[Saved data entries]
= Beginning of Section =

use minijinja::{AutoEscape, Environment, context};
use serde::Serialize;
use std::fmt;
use thiserror::Error;

const TEMPLATE_NAME: &str = "schema_prompt.jinja";
const TEMPLATE_SOURCE: &str = include_str!("../../templates/schema_prompt.jinja");

/// One worked question/query/answer triple shown to the model.
#[derive(Debug, Clone, PartialEq, Eq, Serialize)]
pub struct Example {
    pub question: String,
    pub sql_query: String,
    pub expected_result: String,
}

impl Example {
    pub fn new(question: &str, sql_query: &str, expected_result: &str) -> Self {
        Self {
            question: question.to_string(),
            sql_query: sql_query.to_string(),
            expected_result: expected_result.to_string(),
        }
    }
}

#[derive(Debug, Error)]
pub enum PromptError {
    #[error("Failed to render schema prompt: {0}")]
    Render(#[from] minijinja::Error),
}

/// Rendered instruction block: schema description followed by the examples.
#[derive(Debug, Clone, PartialEq, Eq)]
pub struct PromptTemplate {
    text: String,
    examples: Vec<Example>,
}

impl PromptTemplate {
    pub fn build(examples: &[Example]) -> Result<Self, PromptError> {
        let mut env = Environment::new();
        env.set_auto_escape_callback(|_| AutoEscape::None);
        env.add_template(TEMPLATE_NAME, TEMPLATE_SOURCE)?;

        let text = env
            .get_template(TEMPLATE_NAME)?
            .render(context! { examples => examples })?;

        Ok(Self {
            text,
            examples: examples.to_vec(),
        })
    }

    pub fn as_str(&self) -> &str {
        &self.text
    }

    pub fn examples(&self) -> &[Example] {
        &self.examples
    }
}

impl fmt::Display for PromptTemplate {
    fn fmt(&self, f: &mut fmt::Formatter<'_>) -> fmt::Result {
        f.write_str(&self.text)
    }
}

/// The built-in few-shot examples, in prompt order.
pub fn few_shot_examples() -> Vec<Example> {
    vec![
        Example::new(
            "What is the average rental duration for all films?",
            "SELECT AVG(rental_duration) AS average_rental_duration FROM film;",
            "The average rental duration for all films is 4.98 days.",
        ),
        Example::new(
            "List all the film titles.",
            "SELECT title FROM film;",
            "Here are the titles of all films in the database.",
        ),
        Example::new(
            "How many films are there in each category?",
            "SELECT c.name AS category_name, COUNT(f.film_id) AS num_films\n\
             FROM category c\n\
             JOIN film_category fc ON c.category_id = fc.category_id\n\
             JOIN film f ON fc.film_id = f.film_id\n\
             GROUP BY c.name;",
            "Here is the count of films in each category.",
        ),
        Example::new(
            "Show the top 5 films with the longest rental duration.",
            "SELECT title, rental_duration\n\
             FROM film\n\
             ORDER BY rental_duration DESC\n\
             LIMIT 5;",
            "Here are the top 5 films with the longest rental duration.",
        ),
        Example::new(
            "What is the total revenue generated from film rentals?",
            "SELECT SUM(p.amount) AS total_revenue\n\
             FROM payment p\n\
             JOIN rental r ON p.rental_id = r.rental_id;",
            "The total revenue generated from film rentals is $XXXX.",
        ),
    ]
}
//! Product repository over a [`DocumentStore`].

use std::sync::Arc;

use async_trait::async_trait;
use mockable::Clock;
use mongodb::bson::doc;
use pagination::{DEFAULT_MAX_PAGE_SIZE, Page, PageRequest};
use tracing::{Instrument, Span, debug, info};

use crate::domain::ports::{IdentifierAllocator, ProductRepository, RepositoryError};
use crate::domain::{
    Filter, Product, ProductDraft, Timestamps, build_page, build_search_filter,
};

use super::documents::{
    ProductDocument, UPDATED_AT, product_document, product_fields, to_bson_datetime,
};
use super::repository_support::{current_time, map_store_error, parse_identifier};
use super::store::{DocumentStore, DocumentUpdate};

const ENTITY: &str = "product";

/// Default collection holding product documents.
pub const DEFAULT_PRODUCTS_COLLECTION: &str = "products";

/// [`ProductRepository`] backed by any [`DocumentStore`].
///
/// Every operation runs inside the span supplied at construction.
#[derive(Clone)]
pub struct DocumentProductRepository {
    store: Arc<dyn DocumentStore>,
    allocator: Arc<dyn IdentifierAllocator>,
    clock: Arc<dyn Clock>,
    span: Span,
    collection: String,
    max_page_size: u32,
}

impl DocumentProductRepository {
    pub fn new(
        store: Arc<dyn DocumentStore>,
        allocator: Arc<dyn IdentifierAllocator>,
        clock: Arc<dyn Clock>,
        span: Span,
    ) -> Self {
        Self {
            store,
            allocator,
            clock,
            span,
            collection: DEFAULT_PRODUCTS_COLLECTION.to_owned(),
            max_page_size: DEFAULT_MAX_PAGE_SIZE,
        }
    }

    pub fn with_collection(mut self, collection: impl Into<String>) -> Self {
        self.collection = collection.into();
        self
    }

    /// Ceiling applied to every requested page size.
    pub fn with_max_page_size(mut self, max_page_size: u32) -> Self {
        self.max_page_size = max_page_size;
        self
    }

    async fn insert(&self, draft: ProductDraft) -> Result<Product, RepositoryError> {
        draft.validate()?;
        let id = self.allocator.allocate();
        let stamps = Timestamps::stamped(current_time(self.clock.as_ref()));
        let id = self
            .store
            .insert_one(&self.collection, product_document(id, &draft, stamps))
            .await
            .map_err(map_store_error)?;
        info!(collection = %self.collection, %id, "product created");
        Ok(Product::new(id, draft, stamps))
    }

    async fn fetch(&self, id: &str) -> Result<Product, RepositoryError> {
        let parsed = parse_identifier(id)?;
        let document = self
            .store
            .find_one(&self.collection, &Filter::by_id(parsed))
            .await
            .map_err(map_store_error)?
            .ok_or_else(|| RepositoryError::not_found(ENTITY, id))?;
        ProductDocument::decode(document).map_err(map_store_error)
    }

    async fn list(&self, page: PageRequest, search: &str) -> Result<Vec<Product>, RepositoryError> {
        let window = build_page(page, self.max_page_size);
        let documents = self
            .store
            .find(&self.collection, &build_search_filter(search), window)
            .await
            .map_err(map_store_error)?;
        debug!(
            collection = %self.collection,
            page = page.page(),
            limit = window.take(),
            count = documents.len(),
            "listed products"
        );
        documents
            .into_iter()
            .map(|document| ProductDocument::decode(document).map_err(map_store_error))
            .collect()
    }

    async fn replace(&self, id: &str, draft: ProductDraft) -> Result<Product, RepositoryError> {
        let parsed = parse_identifier(id)?;
        draft.validate()?;
        let now = current_time(self.clock.as_ref());
        let update = DocumentUpdate::new(
            product_fields(&draft),
            doc! { UPDATED_AT: to_bson_datetime(now) },
        );
        let document = self
            .store
            .update_one(&self.collection, &Filter::by_id(parsed), &update)
            .await
            .map_err(map_store_error)?
            .ok_or_else(|| RepositoryError::not_found(ENTITY, id))?;
        info!(collection = %self.collection, id = %parsed, "product updated");
        ProductDocument::decode(document).map_err(map_store_error)
    }

    async fn remove(&self, id: &str) -> Result<(), RepositoryError> {
        let parsed = parse_identifier(id)?;
        let deleted = self
            .store
            .delete_one(&self.collection, &Filter::by_id(parsed))
            .await
            .map_err(map_store_error)?;
        if deleted == 0 {
            return Err(RepositoryError::not_found(ENTITY, id));
        }
        info!(collection = %self.collection, id = %parsed, "product deleted");
        Ok(())
    }

    async fn count_matching(&self, search: &str) -> Result<u64, RepositoryError> {
        self.store
            .count(&self.collection, &build_search_filter(search))
            .await
            .map_err(map_store_error)
    }

    async fn page_of(
        &self,
        page: PageRequest,
        search: &str,
    ) -> Result<Page<Product>, RepositoryError> {
        let effective = page.clamp_limit(self.max_page_size);
        let items = self.list(effective, search).await?;
        let total = self.count_matching(search).await?;
        Ok(Page::new(items, effective, total))
    }
}

#[async_trait]
impl ProductRepository for DocumentProductRepository {
    async fn create(&self, draft: ProductDraft) -> Result<Product, RepositoryError> {
        self.insert(draft).instrument(self.span.clone()).await
    }

    async fn find_by_id(&self, id: &str) -> Result<Product, RepositoryError> {
        self.fetch(id).instrument(self.span.clone()).await
    }

    async fn find_all(
        &self,
        page: PageRequest,
        search: &str,
    ) -> Result<Vec<Product>, RepositoryError> {
        self.list(page, search).instrument(self.span.clone()).await
    }

    async fn update(&self, id: &str, draft: ProductDraft) -> Result<Product, RepositoryError> {
        self.replace(id, draft).instrument(self.span.clone()).await
    }

    async fn delete(&self, id: &str) -> Result<(), RepositoryError> {
        self.remove(id).instrument(self.span.clone()).await
    }

    async fn count(&self, search: &str) -> Result<u64, RepositoryError> {
        self.count_matching(search)
            .instrument(self.span.clone())
            .await
    }

    async fn find_page(
        &self,
        page: PageRequest,
        search: &str,
    ) -> Result<Page<Product>, RepositoryError> {
        self.page_of(page, search)
            .instrument(self.span.clone())
            .await
    }
}

#[cfg(test)]
mod tests {
    //! Error mapping coverage with a mocked document store.

    use super::*;
    use rstest::{fixture, rstest};

    use crate::domain::ports::FixtureIdentifierAllocator;
    use crate::outbound::persistence::store::{MockDocumentStore, StoreError};
    use crate::test_support::{FixtureClock, utc};

    #[fixture]
    fn clock() -> Arc<dyn Clock> {
        Arc::new(FixtureClock::new(utc(2024, 1, 5, 0, 0, 0)))
    }

    fn repository(store: MockDocumentStore, clock: Arc<dyn Clock>) -> DocumentProductRepository {
        DocumentProductRepository::new(
            Arc::new(store),
            Arc::new(FixtureIdentifierAllocator::starting_at(0x6597_4400)),
            clock,
            Span::none(),
        )
    }

    #[rstest]
    #[tokio::test]
    async fn malformed_ids_never_reach_the_store(clock: Arc<dyn Clock>) {
        let mut store = MockDocumentStore::new();
        store.expect_find_one().never();
        store.expect_update_one().never();
        store.expect_delete_one().never();
        let repo = repository(store, clock);

        let draft = ProductDraft::new("Hammer", "tools", 1.0, 1);
        assert_eq!(
            repo.find_by_id("xyz").await,
            Err(RepositoryError::invalid_id("xyz"))
        );
        assert_eq!(
            repo.update("xyz", draft).await,
            Err(RepositoryError::invalid_id("xyz"))
        );
        assert_eq!(
            repo.delete("xyz").await,
            Err(RepositoryError::invalid_id("xyz"))
        );
    }

    #[rstest]
    #[tokio::test]
    async fn invalid_drafts_never_reach_the_store(clock: Arc<dyn Clock>) {
        let mut store = MockDocumentStore::new();
        store.expect_insert_one().never();
        let repo = repository(store, clock);

        let err = repo
            .create(ProductDraft::new("", "tools", 1.0, 1))
            .await
            .expect_err("empty name");
        assert!(matches!(err, RepositoryError::Validation { .. }));
    }

    #[rstest]
    #[tokio::test]
    async fn store_failures_map_to_store_errors(clock: Arc<dyn Clock>) {
        let mut store = MockDocumentStore::new();
        store
            .expect_count()
            .times(1)
            .returning(|_, _| Err(StoreError::connection("no primary")));
        let repo = repository(store, clock);

        let err = repo.count("").await.expect_err("store failure");
        assert_eq!(
            err,
            RepositoryError::store("document store connection failed: no primary")
        );
    }

    #[rstest]
    #[tokio::test]
    async fn create_writes_to_configured_collection(clock: Arc<dyn Clock>) {
        let mut store = MockDocumentStore::new();
        store
            .expect_insert_one()
            .withf(|collection, document| {
                collection == "catalogue"
                    && document.get_str("name").is_ok_and(|name| name == "Hammer")
            })
            .times(1)
            .returning(|_, document| {
                let id = document.get_object_id("_id").expect("allocated id");
                Ok(crate::domain::Identifier::from_bytes(id.bytes()))
            });
        let repo = repository(store, clock).with_collection("catalogue");

        let product = repo
            .create(ProductDraft::new("Hammer", "tools", 12.5, 3))
            .await
            .expect("create product");
        assert_eq!(product.id().to_string(), "659744000000000000000000");
        assert_eq!(product.created_at(), product.updated_at());
    }

    #[rstest]
    #[tokio::test]
    async fn decode_failures_surface_as_store_errors(clock: Arc<dyn Clock>) {
        let mut store = MockDocumentStore::new();
        store
            .expect_find_one()
            .times(1)
            .returning(|_, _| Ok(Some(doc! { "name": "orphan" })));
        let repo = repository(store, clock);

        let err = repo
            .find_by_id("65973e000102030405060708")
            .await
            .expect_err("undecodable document");
        assert!(matches!(err, RepositoryError::Store { .. }));
    }
}
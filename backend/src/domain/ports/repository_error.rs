//! Error type shared by the product and order repository ports.

use crate::domain::{OrderValidationError, ProductValidationError, ReportWindowError};

use super::define_port_error;

define_port_error! {
    /// Errors raised by repository adapters.
    pub enum RepositoryError {
        /// Identifier text was malformed; the store was never contacted.
        InvalidId { id: String } => "invalid identifier '{id}'",
        /// Caller-supplied fields failed validation.
        Validation { message: String } => "validation failed: {message}",
        /// No entity with this identifier exists.
        NotFound { entity: String, id: String } => "{entity} {id} not found",
        /// The document store failed to execute an operation.
        Store { message: String } => "document store failed: {message}",
        /// The report pipeline failed or returned undecodable rows.
        Aggregation { message: String } => "report aggregation failed: {message}",
    }
}

impl From<ProductValidationError> for RepositoryError {
    fn from(value: ProductValidationError) -> Self {
        Self::validation(value.to_string())
    }
}

impl From<OrderValidationError> for RepositoryError {
    fn from(value: OrderValidationError) -> Self {
        Self::validation(value.to_string())
    }
}

impl From<ReportWindowError> for RepositoryError {
    fn from(value: ReportWindowError) -> Self {
        Self::validation(value.to_string())
    }
}

#[cfg(test)]
mod tests {
    use super::*;
    use rstest::rstest;

    #[rstest]
    fn not_found_names_entity_and_id() {
        let err = RepositoryError::not_found("order", "65973e000102030405060708");
        assert_eq!(err.to_string(), "order 65973e000102030405060708 not found");
    }

    #[rstest]
    fn validation_errors_keep_their_message() {
        let err = RepositoryError::from(ProductValidationError::EmptyName);
        assert_eq!(
            err,
            RepositoryError::validation("product name must not be empty")
        );
    }
}
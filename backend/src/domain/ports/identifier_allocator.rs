//! Port for minting new entity identifiers.

use std::sync::atomic::{AtomicU32, Ordering};

use crate::domain::Identifier;

/// Source of fresh, globally unique identifiers.
///
/// Allocation cannot fail.
#[cfg_attr(test, mockall::automock)]
pub trait IdentifierAllocator: Send + Sync {
    /// Produce an identifier that has never been handed out before.
    fn allocate(&self) -> Identifier;
}

/// Deterministic allocator for tests: a fixed timestamp prefix followed by
/// an incrementing counter.
#[derive(Debug, Default)]
pub struct FixtureIdentifierAllocator {
    seconds: u32,
    next: AtomicU32,
}

impl FixtureIdentifierAllocator {
    /// Allocator whose identifiers all embed `seconds` as their creation time.
    pub const fn starting_at(seconds: u32) -> Self {
        Self {
            seconds,
            next: AtomicU32::new(0),
        }
    }
}

impl IdentifierAllocator for FixtureIdentifierAllocator {
    fn allocate(&self) -> Identifier {
        let counter = self.next.fetch_add(1, Ordering::Relaxed);
        let [a, b, c, d] = self.seconds.to_be_bytes();
        let [e, f, g, h] = counter.to_be_bytes();
        Identifier::from_bytes([a, b, c, d, 0, 0, 0, 0, e, f, g, h])
    }
}
//! Customer order model.
//!
//! Line items are value copies taken at order time: the product identifier
//! and unit price are not live links to the catalogue, so later product
//! edits never rewrite historical orders.

use std::fmt;

use chrono::{DateTime, Utc};
use serde::{Deserialize, Serialize};

use super::{Identifier, Timestamps};

/// Absolute tolerance used when comparing an order total with its line items.
const TOTAL_TOLERANCE: f64 = 1e-6;

/// Validation errors raised for order drafts and statuses.
#[derive(Debug, Clone, PartialEq, Eq)]
pub enum OrderValidationError {
    EmptyCustomerId,
    NoLineItems,
    ZeroQuantity { line: usize },
    InvalidUnitPrice { line: usize },
    InvalidTotalPrice,
    EmptyStatus,
    UntrimmedStatus,
}

impl fmt::Display for OrderValidationError {
    fn fmt(&self, f: &mut fmt::Formatter<'_>) -> fmt::Result {
        match self {
            Self::EmptyCustomerId => write!(f, "customer id must not be empty"),
            Self::NoLineItems => write!(f, "order must contain at least one product"),
            Self::ZeroQuantity { line } => {
                write!(f, "line item {line} must have a positive quantity")
            }
            Self::InvalidUnitPrice { line } => write!(
                f,
                "line item {line} must have a finite, non-negative unit price"
            ),
            Self::InvalidTotalPrice => {
                write!(f, "total price must be a finite, non-negative number")
            }
            Self::EmptyStatus => write!(f, "order status must not be empty"),
            Self::UntrimmedStatus => {
                write!(f, "order status must not have surrounding whitespace")
            }
        }
    }
}

impl std::error::Error for OrderValidationError {}

/// Order status drawn from an open set of labels.
///
/// Well-known values are `pending`, `completed` and `cancelled`; any other
/// non-empty, trimmed label is accepted and stored verbatim. Labels are
/// case-sensitive.
#[derive(Debug, Clone, PartialEq, Eq, Hash, Serialize, Deserialize)]
#[serde(try_from = "String", into = "String")]
pub struct OrderStatus(String);

impl OrderStatus {
    /// Order placed but not yet fulfilled.
    pub const PENDING: &'static str = "pending";
    /// Order fulfilled.
    pub const COMPLETED: &'static str = "completed";
    /// Order withdrawn before fulfilment.
    pub const CANCELLED: &'static str = "cancelled";

    /// Validate and construct a status label.
    pub fn new(status: impl Into<String>) -> Result<Self, OrderValidationError> {
        let status = status.into();
        if status.trim().is_empty() {
            return Err(OrderValidationError::EmptyStatus);
        }
        if status.trim() != status {
            return Err(OrderValidationError::UntrimmedStatus);
        }
        Ok(Self(status))
    }

    /// Wrap a label read back from storage without re-validating it.
    ///
    /// Documents written by other clients may carry labels that
    /// [`OrderStatus::new`] would reject; reads must still return them.
    pub fn from_stored(status: impl Into<String>) -> Self {
        Self(status.into())
    }

    pub fn pending() -> Self {
        Self(Self::PENDING.to_owned())
    }

    pub fn completed() -> Self {
        Self(Self::COMPLETED.to_owned())
    }

    pub fn cancelled() -> Self {
        Self(Self::CANCELLED.to_owned())
    }
}

impl AsRef<str> for OrderStatus {
    fn as_ref(&self) -> &str {
        self.0.as_str()
    }
}

impl fmt::Display for OrderStatus {
    fn fmt(&self, f: &mut fmt::Formatter<'_>) -> fmt::Result {
        f.write_str(self.as_ref())
    }
}

impl From<OrderStatus> for String {
    fn from(value: OrderStatus) -> Self {
        value.0
    }
}

impl TryFrom<String> for OrderStatus {
    type Error = OrderValidationError;

    fn try_from(value: String) -> Result<Self, Self::Error> {
        Self::new(value)
    }
}

/// Product line captured on an order.
#[derive(Debug, Clone, PartialEq, Serialize, Deserialize)]
#[serde(rename_all = "camelCase", deny_unknown_fields)]
pub struct ProductInOrder {
    pub product_id: Identifier,
    pub quantity: u32,
    pub unit_price: f64,
}

impl ProductInOrder {
    pub fn new(product_id: Identifier, quantity: u32, unit_price: f64) -> Self {
        Self {
            product_id,
            quantity,
            unit_price,
        }
    }

    /// `quantity × unit price`.
    pub fn subtotal(&self) -> f64 {
        f64::from(self.quantity) * self.unit_price
    }
}

/// Caller-supplied order fields, used for both create and full update.
#[derive(Debug, Clone, PartialEq, Serialize, Deserialize)]
#[serde(rename_all = "camelCase", deny_unknown_fields)]
pub struct OrderDraft {
    pub customer_id: String,
    pub products: Vec<ProductInOrder>,
    pub total_price: f64,
    pub order_date: DateTime<Utc>,
    pub status: OrderStatus,
}

impl OrderDraft {
    /// Check the draft before it reaches the store.
    ///
    /// The total is checked for shape only; agreement with the line items is
    /// reported by [`OrderDraft::total_matches_line_items`] and left to callers.
    pub fn validate(&self) -> Result<(), OrderValidationError> {
        if self.customer_id.trim().is_empty() {
            return Err(OrderValidationError::EmptyCustomerId);
        }
        if self.products.is_empty() {
            return Err(OrderValidationError::NoLineItems);
        }
        for (line, item) in self.products.iter().enumerate() {
            if item.quantity == 0 {
                return Err(OrderValidationError::ZeroQuantity { line });
            }
            if !item.unit_price.is_finite() || item.unit_price < 0.0 {
                return Err(OrderValidationError::InvalidUnitPrice { line });
            }
        }
        if !self.total_price.is_finite() || self.total_price < 0.0 {
            return Err(OrderValidationError::InvalidTotalPrice);
        }
        Ok(())
    }

    /// Sum of line item subtotals.
    pub fn line_items_total(&self) -> f64 {
        self.products.iter().map(ProductInOrder::subtotal).sum()
    }

    /// Whether `total_price` agrees with the line items.
    pub fn total_matches_line_items(&self) -> bool {
        (self.total_price - self.line_items_total()).abs() <= TOTAL_TOLERANCE
    }
}

/// Persisted customer order.
///
/// ## Invariants
/// - `id` is assigned once at creation and never changes.
/// - `created_at <= updated_at`.
#[derive(Debug, Clone, PartialEq, Serialize)]
#[serde(rename_all = "camelCase")]
pub struct Order {
    id: Identifier,
    customer_id: String,
    products: Vec<ProductInOrder>,
    total_price: f64,
    order_date: DateTime<Utc>,
    status: OrderStatus,
    created_at: DateTime<Utc>,
    updated_at: DateTime<Utc>,
}

impl Order {
    /// Assemble an order from its identifier, fields and audit timestamps.
    pub fn new(id: Identifier, draft: OrderDraft, timestamps: Timestamps) -> Self {
        let OrderDraft {
            customer_id,
            products,
            total_price,
            order_date,
            status,
        } = draft;
        Self {
            id,
            customer_id,
            products,
            total_price,
            order_date,
            status,
            created_at: timestamps.created_at(),
            updated_at: timestamps.updated_at(),
        }
    }

    pub fn id(&self) -> Identifier {
        self.id
    }

    pub fn customer_id(&self) -> &str {
        self.customer_id.as_str()
    }

    pub fn products(&self) -> &[ProductInOrder] {
        &self.products
    }

    pub fn total_price(&self) -> f64 {
        self.total_price
    }

    pub fn order_date(&self) -> DateTime<Utc> {
        self.order_date
    }

    pub fn status(&self) -> &OrderStatus {
        &self.status
    }

    pub fn created_at(&self) -> DateTime<Utc> {
        self.created_at
    }

    pub fn updated_at(&self) -> DateTime<Utc> {
        self.updated_at
    }

    /// Mutable fields as a draft, e.g. to change the status before update.
    pub fn to_draft(&self) -> OrderDraft {
        OrderDraft {
            customer_id: self.customer_id.clone(),
            products: self.products.clone(),
            total_price: self.total_price,
            order_date: self.order_date,
            status: self.status.clone(),
        }
    }
}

= End of Section =

Wherever a line above contains "generated", copy that line.

## RESULT OF THE TASK
            "What is the total revenue generated from film rentals?",
            "The total revenue generated from film rentals is $XXXX.",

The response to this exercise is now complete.